AR, a well-resourced library and a range of motivators lead to upward trend in reading levels
Minster in Sheppey Primary School, Isle of Sheppey, Kent
In 2011 our data indicated that pupils were not progressing with their reading as we hoped. In particular there was a gap in our pupils’ comprehension skills. In recent years, the percentage of our pupils achieving a Level 4 in reading was below the national average and not good enough: attainment in reading needed to rise. In Key Stage 1 we broadly matched the national picture but felt that with a rigorous drive on improving the teaching of reading, a revised approach to the teaching of phonics and an overhaul of home reading, much more could be achieved.
To address this, our Head Teacher decided to implement Accelerated Reader so we could encourage and monitor their progress. We felt that attainment in reading needed to rise and that a whole school drive was essential to achieve this.
An effective introduction to AR
In order to introduce the AR programme effectively, we took our Teaching Assistants out of class for two weeks to support our Book Development Manager in re-organising the library. We purchased a variety of book cases to display the texts so the children have easy access to them, accommodating for an anticipated growth in the library stock.
During staff meetings all Teachers and Learning assistants were given training on the AR programme in order to be able to understand, track and share reports.
To begin with, children were accompanied to the library in groups so we could explain the expectation of choosing and returning books. We also sent letters to parents to give an overview of the programme. When children actually started quizzing parents really became inquisitive and involved, and many parents came into classrooms to see children quiz and quickly became supportive.

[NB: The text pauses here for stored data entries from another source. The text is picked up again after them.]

use tracing::debug;

use crate::error::PipelineError;

#[derive(Debug, Clone, Copy, PartialEq, Eq)]
pub enum Field {
    MainPanel,
    UnitOfAssessment,
    SubProfile,
    ThreeStarActivity,
    FourStarActivity,
    MainstreamAllocation,
    OutputsRequired,
}

#[derive(Debug, Clone, Copy)]
pub struct ColumnSpec {
    pub field: Field,
    /// Header the column carries after normalization and renaming.
    pub canonical: &'static str,
    /// Header as a person types it into the upload file.
    pub display: &'static str,
    /// Normalized headers accepted for this field, in lookup order.
    pub aliases: &'static [&'static str],
    pub required: bool,
    /// Replace a matched alias with `canonical` in the table header.
    pub rename: bool,
}

pub const COLUMN_SPECS: &[ColumnSpec] = &[
    ColumnSpec {
        field: Field::MainPanel,
        canonical: "main_panel",
        display: "Main panel",
        aliases: &["main_panel"],
        required: false,
        rename: false,
    },
    ColumnSpec {
        field: Field::UnitOfAssessment,
        canonical: "unit_of_assessment",
        display: "Unit of Assessment",
        aliases: &["unit_of_assessment"],
        required: false,
        rename: false,
    },
    ColumnSpec {
        field: Field::SubProfile,
        canonical: "sub_profile",
        display: "Sub-profile",
        aliases: &["sub_profile"],
        required: false,
        rename: false,
    },
    ColumnSpec {
        field: Field::ThreeStarActivity,
        canonical: "percentage_of_activity_rated_3",
        display: "Percentage of activity rated 3*",
        aliases: &[
            "percentage_of_activity_rated_3",
            "percentage_of_research_activity_rated_3",
        ],
        required: true,
        rename: false,
    },
    ColumnSpec {
        field: Field::FourStarActivity,
        canonical: "percentage_of_activity_rated_4",
        display: "Percentage of activity rated 4*",
        aliases: &[
            "percentage_of_activity_rated_4",
            "percentage_of_research_activity_rated_4",
        ],
        required: true,
        rename: false,
    },
    ColumnSpec {
        field: Field::MainstreamAllocation,
        canonical: "mainstream_qr_allocation",
        display: "Mainstream QR allocation",
        aliases: &["mainstream_qr_allocation"],
        required: true,
        rename: false,
    },
    ColumnSpec {
        field: Field::OutputsRequired,
        canonical: "outputs_required",
        display: "Required number of items to be returned for sub-profile",
        aliases: &[
            "outputs_required",
            "required_number_of_items_to_be_returned_for_sub_profile",
        ],
        required: true,
        rename: true,
    },
];

/// Column positions of the four valuation inputs within a table.
#[derive(Debug, Clone, Copy, PartialEq, Eq)]
pub struct ResolvedColumns {
    pub allocation: usize,
    pub outputs_required: usize,
    pub three_star: usize,
    pub four_star: usize,
}

pub fn spec_for(field: Field) -> Option<&'static ColumnSpec> {
    COLUMN_SPECS.iter().find(|spec| spec.field == field)
}

/// Lowercase snake case: case boundaries and runs of anything that is
/// not a letter or digit collapse to a single underscore.
pub fn normalize_column_name(raw: &str) -> String {
    let chars: Vec<char> = raw.trim().chars().collect();
    let mut output = String::with_capacity(chars.len());

    for (i, &c) in chars.iter().enumerate() {
        if c.is_alphanumeric() {
            if c.is_uppercase() && i > 0 {
                let prev = chars[i - 1];
                let next_is_lower = chars.get(i + 1).is_some_and(|n| n.is_lowercase());
                if prev.is_lowercase() || (prev.is_uppercase() && next_is_lower) {
                    push_separator(&mut output);
                }
            }
            output.extend(c.to_lowercase());
        } else {
            push_separator(&mut output);
        }
    }

    output.trim_matches('_').to_string()
}

fn push_separator(output: &mut String) {
    if !output.is_empty() && !output.ends_with('_') {
        output.push('_');
    }
}

/// Normalizes every header and keeps them unique: later duplicates get a
/// `_1`, `_2`, ... suffix.
pub fn normalize_headers(headers: &[String]) -> Vec<String> {
    let mut seen: Vec<String> = Vec::with_capacity(headers.len());

    for (index, header) in headers.iter().enumerate() {
        let mut name = normalize_column_name(header);
        if name.is_empty() {
            name = format!("column_{index}");
        }
        let base = name.clone();
        let mut suffix = 1;
        while seen.contains(&name) {
            name = format!("{base}_{suffix}");
            suffix += 1;
        }
        seen.push(name);
    }

    seen
}

/// Applies the declared renames in place. A rename is skipped when the
/// canonical header is already present.
pub fn apply_renames(headers: &mut [String]) {
    for spec in COLUMN_SPECS.iter().filter(|spec| spec.rename) {
        if headers.iter().any(|header| header == spec.canonical) {
            continue;
        }
        if let Some(header) = headers
            .iter_mut()
            .find(|header| spec.aliases.contains(&header.as_str()))
        {
            debug!(from = %header, to = spec.canonical, "renaming column");
            *header = spec.canonical.to_string();
        }
    }
}

fn find_field(headers: &[String], spec: &ColumnSpec) -> Option<usize> {
    spec.aliases
        .iter()
        .find_map(|alias| headers.iter().position(|header| header == alias))
}

/// Locates every required column, reporting all missing ones at once.
pub fn resolve_columns(headers: &[String]) -> Result<ResolvedColumns, PipelineError> {
    let missing: Vec<String> = COLUMN_SPECS
        .iter()
        .filter(|spec| spec.required && find_field(headers, spec).is_none())
        .map(|spec| spec.display.to_string())
        .collect();

    if !missing.is_empty() {
        return Err(PipelineError::MissingColumns(missing));
    }

    let index_of = |field: Field| -> Result<usize, PipelineError> {
        spec_for(field)
            .and_then(|spec| find_field(headers, spec))
            .ok_or_else(|| PipelineError::MissingColumns(vec![format!("{field:?}")]))
    };

    let resolved = ResolvedColumns {
        allocation: index_of(Field::MainstreamAllocation)?,
        outputs_required: index_of(Field::OutputsRequired)?,
        three_star: index_of(Field::ThreeStarActivity)?,
        four_star: index_of(Field::FourStarActivity)?,
    };
    debug!(?resolved, "resolved valuation columns");
    Ok(resolved)
}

An incredibly well resourced library
Our library is the hub of our school and as such is incredibly well resourced. It is busy throughout the day: children are constantly in and out exchanging books after taking their quizzes. There are also six laptops in every classroom so pupils have the opportunity to quiz at appropriate times throughout the school day.
The school governors are committed to ensuring that sufficient funds continue to be allocated to developing our book stock. We encourage children to request books they would like to read, and we then purchase them. Our Book Development Manager also has recommended reads displayed on her desk, which has often led to a ‘waiting list’ for that book. The school has spent thousands of pounds to buy new texts for the children to read. They love the variety, the high quality texts and the choice within their ZPD rather than being told which book to read next in a reading scheme.
A range of motivators
We use a large number of rewards and challenges to ensure that motivation remains high. There is a ‘league table’ display, which shows the number of quizzes taken and passed for each class. Weekly assemblies recognise the success of individual students, while termly assemblies recognise the child in each year group who has achieved the most over the term.

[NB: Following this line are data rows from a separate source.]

//! Values 4* research outputs and impact case studies under the REF
//! mainstream QR funding formula, row by row over an uploaded CSV file.

pub mod columns;
pub mod error;
pub mod models;
pub mod pipeline;
pub mod report;
pub mod table;
pub mod valuation;

pub use error::{PipelineError, ValuationError};
pub use models::{ComputeSummary, Export, Table, ValuationInput};
pub use pipeline::{Session, Stage, ZeroPolicy};
pub use valuation::four_star_value;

‘Champion’ readers are awarded with a school polo shirt that has our own design of ‘AR Champion’ sewn underneath the school emblem. In KS2 the children wear shirts, so they are awarded our school tie with the ‘AR Champion’ logo on it. If they win for a second time, they are given an AR badge, and they receive a trophy if they win for a third time. We also award a ‘Minster Blue’ wrist band to the ‘Champion’ reader who has earned the most 100% quiz scores. The children wear their rewards with pride.
Other initiatives include a termly raffle that students enter when they pass a quiz, and a ‘Millionaire’ readers club for those who have read 1,000,000 words over the year. ‘Millionaires’ have their picture displayed on a star and are placed on our ‘Millionaires’ board. They are awarded a special trophy and their name is engraved on the ‘Millionaires’ shield displayed in our library.

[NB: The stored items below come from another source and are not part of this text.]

use parking_lot::RwLock;
use std::{
    borrow::Borrow,
    collections::hash_map::RandomState,
    hash::{BuildHasher, Hash},
    sync::Arc,
};

use crate::{Error, OrderedMap};

/// Wrapper for an OrderedMap which is shareable across thread boundaries.
/// The map itself does no locking; every call here takes the one lock around
/// it, so each operation stays all-or-nothing when threads race.
pub struct SharedOrderedMap<K, V, S = RandomState>(
    Arc<RwLock<OrderedMap<K, V, S>>>,
);

impl<K, V, S> SharedOrderedMap<K, V, S>
where
    K: Eq + Hash,
    V: Clone,
    S: BuildHasher,
{
    /// Wraps a map into a shared accessor, making it safe to move across
    /// thread boundaries. Enforces an additional constraint of Clone on
    /// values.
    pub fn with_map(map: OrderedMap<K, V, S>) -> Self {
        Self(Arc::from(RwLock::from(map)))
    }

    /// Sets a value and hands back the map for chaining. New keys go to the
    /// back.
    pub fn set(&self, k: K, v: V) -> &Self {
        self.0.write().set(k, v);
        self
    }

    /// Sets a value, returning the one it replaced.
    pub fn insert(&self, k: K, v: V) -> Option<V> {
        self.0.write().insert(k, v)
    }

    /// Get an item from the map. This clones it to minimize the lock time.
    pub fn get<Q>(&self, k: &Q) -> Option<V>
    where
        K: Borrow<Q>,
        Q: ?Sized + Hash + Eq,
    {
        self.0.read().get(k).cloned()
    }

    pub fn get_or<Q>(&self, k: &Q, fallback: V) -> V
    where
        K: Borrow<Q>,
        Q: ?Sized + Hash + Eq,
    {
        self.0.read().get_or(k, fallback)
    }

    pub fn contains_key<Q>(&self, k: &Q) -> bool
    where
        K: Borrow<Q>,
        Q: ?Sized + Hash + Eq,
    {
        self.0.read().contains_key(k)
    }

    /// A copy of the first pair, if there is one.
    pub fn first(&self) -> Option<(K, V)>
    where
        K: Clone,
    {
        self.0.read().first().map(|(k, v)| (k.clone(), v.clone()))
    }

    /// A copy of the last pair, if there is one.
    pub fn last(&self) -> Option<(K, V)>
    where
        K: Clone,
    {
        self.0.read().last().map(|(k, v)| (k.clone(), v.clone()))
    }

    /// Remove an item from the map, returning the removed pair if it existed.
    pub fn remove<Q>(&self, k: &Q) -> Option<(K, V)>
    where
        K: Borrow<Q>,
        Q: ?Sized + Hash + Eq,
    {
        self.0.write().remove(k)
    }

    pub fn move_to_front<Q>(&self, k: &Q) -> Result<(), Error<K, V>>
    where
        K: Borrow<Q>,
        Q: ?Sized + Hash + Eq + ToOwned<Owned = K>,
    {
        self.0.write().move_to_front(k)
    }

    pub fn move_to_back<Q>(&self, k: &Q) -> Result<(), Error<K, V>>
    where
        K: Borrow<Q>,
        Q: ?Sized + Hash + Eq + ToOwned<Owned = K>,
    {
        self.0.write().move_to_back(k)
    }

    pub fn move_after<Q>(&self, k: &Q, after: &Q) -> Result<(), Error<K, V>>
    where
        K: Borrow<Q>,
        Q: ?Sized + Hash + Eq + ToOwned<Owned = K>,
    {
        self.0.write().move_after(k, after)
    }

    pub fn move_before<Q>(&self, k: &Q, before: &Q) -> Result<(), Error<K, V>>
    where
        K: Borrow<Q>,
        Q: ?Sized + Hash + Eq + ToOwned<Owned = K>,
    {
        self.0.write().move_before(k, before)
    }

    pub fn insert_after<Q>(
        &self,
        k: K,
        v: V,
        after: &Q,
    ) -> Result<(), Error<K, V>>
    where
        K: Borrow<Q>,
        Q: ?Sized + Hash + Eq + ToOwned<Owned = K>,
    {
        self.0.write().insert_after(k, v, after)
    }

    pub fn insert_before<Q>(
        &self,
        k: K,
        v: V,
        before: &Q,
    ) -> Result<(), Error<K, V>>
    where
        K: Borrow<Q>,
        Q: ?Sized + Hash + Eq + ToOwned<Owned = K>,
    {
        self.0.write().insert_before(k, v, before)
    }

    /// A copy of the keys in their current order.
    pub fn keys(&self) -> Vec<K>
    where
        K: Clone,
    {
        self.0.read().keys()
    }

    /// Clones the whole map out from under the lock.
    pub fn snapshot(&self) -> OrderedMap<K, V, S>
    where
        K: Clone,
        S: Clone,
    {
        self.0.read().clone()
    }

    /// Clears the map.
    pub fn clear(&self) {
        self.0.write().clear()
    }

    /// The number of entries in the map at present.
    pub fn len(&self) -> usize {
        self.0.read().len()
    }

    pub fn is_empty(&self) -> bool {
        self.0.read().is_empty()
    }
}

impl<K, V, S> Clone for SharedOrderedMap<K, V, S> {
    fn clone(&self) -> Self {
        SharedOrderedMap(self.0.clone())
    }
}

#[cfg(test)]
mod tests {
    use std::thread;

    use crate::{Error, OrderedMap, SharedOrderedMap};

    #[test]
    fn test_shared_across_threads() {
        let map: SharedOrderedMap<usize, usize> =
            SharedOrderedMap::with_map(OrderedMap::new());
        map.insert(1, 1);

        let thread_map = map.clone();
        let r = thread::spawn(move || thread_map.get(&1)).join();

        assert_eq!(Some(1), r.unwrap());
    }

    #[test]
    fn test_concurrent_writers_keep_one_entry_per_key() {
        let map: SharedOrderedMap<usize, usize> =
            SharedOrderedMap::with_map(OrderedMap::new());

        let handles: Vec<_> = (0..4)
            .map(|t| {
                let map = map.clone();
                thread::spawn(move || {
                    for i in 0..50 {
                        map.insert(i, t);
                        let _ = map.move_to_front(&i);
                    }
                })
            })
            .collect();

        for handle in handles {
            handle.join().unwrap();
        }

        assert_eq!(50, map.len());
        let mut keys = map.keys();
        keys.sort_unstable();
        assert_eq!((0..50).collect::<Vec<_>>(), keys);
    }

    #[test]
    fn test_reordering_through_the_lock() {
        let map =
            SharedOrderedMap::with_map(OrderedMap::from([("a", 1), ("b", 2)]));

        assert_eq!(Ok(()), map.insert_before("z", 26, &"a"));
        assert_eq!(Ok(()), map.move_to_back(&"z"));
        assert_eq!(Ok(()), map.move_after(&"a", &"b"));
        assert_eq!(Err(Error::KeyNotFound("q")), map.move_before(&"q", &"a"));
        assert_eq!(vec!["b", "a", "z"], map.keys());

        let snapshot = map.snapshot();
        map.clear();
        assert!(map.is_empty());
        assert_eq!(Some(&26), snapshot.get("z"));
    }

    #[test]
    fn test_lookups_through_the_lock() {
        let map: SharedOrderedMap<&str, u32> =
            SharedOrderedMap::with_map(OrderedMap::new());
        assert_eq!(None, map.first());
        assert_eq!(None, map.last());

        map.set("a", 1).set("b", 2).set("c", 3).set("a", 10);

        assert!(map.contains_key("b"));
        assert!(!map.contains_key("z"));
        assert_eq!(10, map.get_or("a", 0));
        assert_eq!(0, map.get_or("z", 0));
        assert_eq!(Some(("a", 10)), map.first());
        assert_eq!(Some(("c", 3)), map.last());
        assert_eq!(vec!["a", "b", "c"], map.keys());
    }
}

Upward trend in reading levels
Our Book Development Manager, who oversees the AR admin, collates a weekly update of pupils who are quizzing and those who need to quiz. Using the reports from STAR Reading and AR we are able to identify children who are making accelerated progress, which helps to inform teacher assessment.
Class teachers use AR data alongside termly formative assessment to identify those children who are not reading at age-related expectations, so they can be placed on a daily 1:1 reading support. The focus of this intervention is to help with reading skills. By asking questions about books before children take the quizzes, we have seen them improve their success rate, confidence and progress.
Reading levels have been on an upward trend over the last three years, and children’s motivation to read and take quizzes is evident. Attainment in reading at the end of Key Stage Two has risen significantly over the past three years; the percentage of pupils attaining Level 4 and Level 5 in reading is now much higher than the percentage nationally. Similarly, attainment at the end of KS1 has also dramatically improved with it now being significantly higher than the national level.
The 2014 Value Added scores for overall KS2 progress in reading show that progress for this cohort is significantly higher than expectations, based on the cohort’s KS1 prior attainment. In reading we are performing in line with the top 15% of schools nationally.
A positive response from inspectors
Visitors to the school, including our Key Stage 1 moderation visitors, have commented that the level of reading across the school is palpable. Other local schools have been coming in to see how we are using AR so well to drive up our standards, and how we inspire a love of reading within our school.
When Ofsted visited in 2012, the inspectors noticed the buzz of reading. Prior to the visit, STAR Reading data was useful for teachers to show that they are monitoring levels and supporting consistency across the school. During their visit, the inspectors commented on the high profile of reading across our school and reported reading as one of the school’s strengths:
Pupils’ skills in linking letters and sounds (phonics) and their skills in reading and writing are better now than in the past. This is because the school has successfully employed a more structured approach to reading across the school.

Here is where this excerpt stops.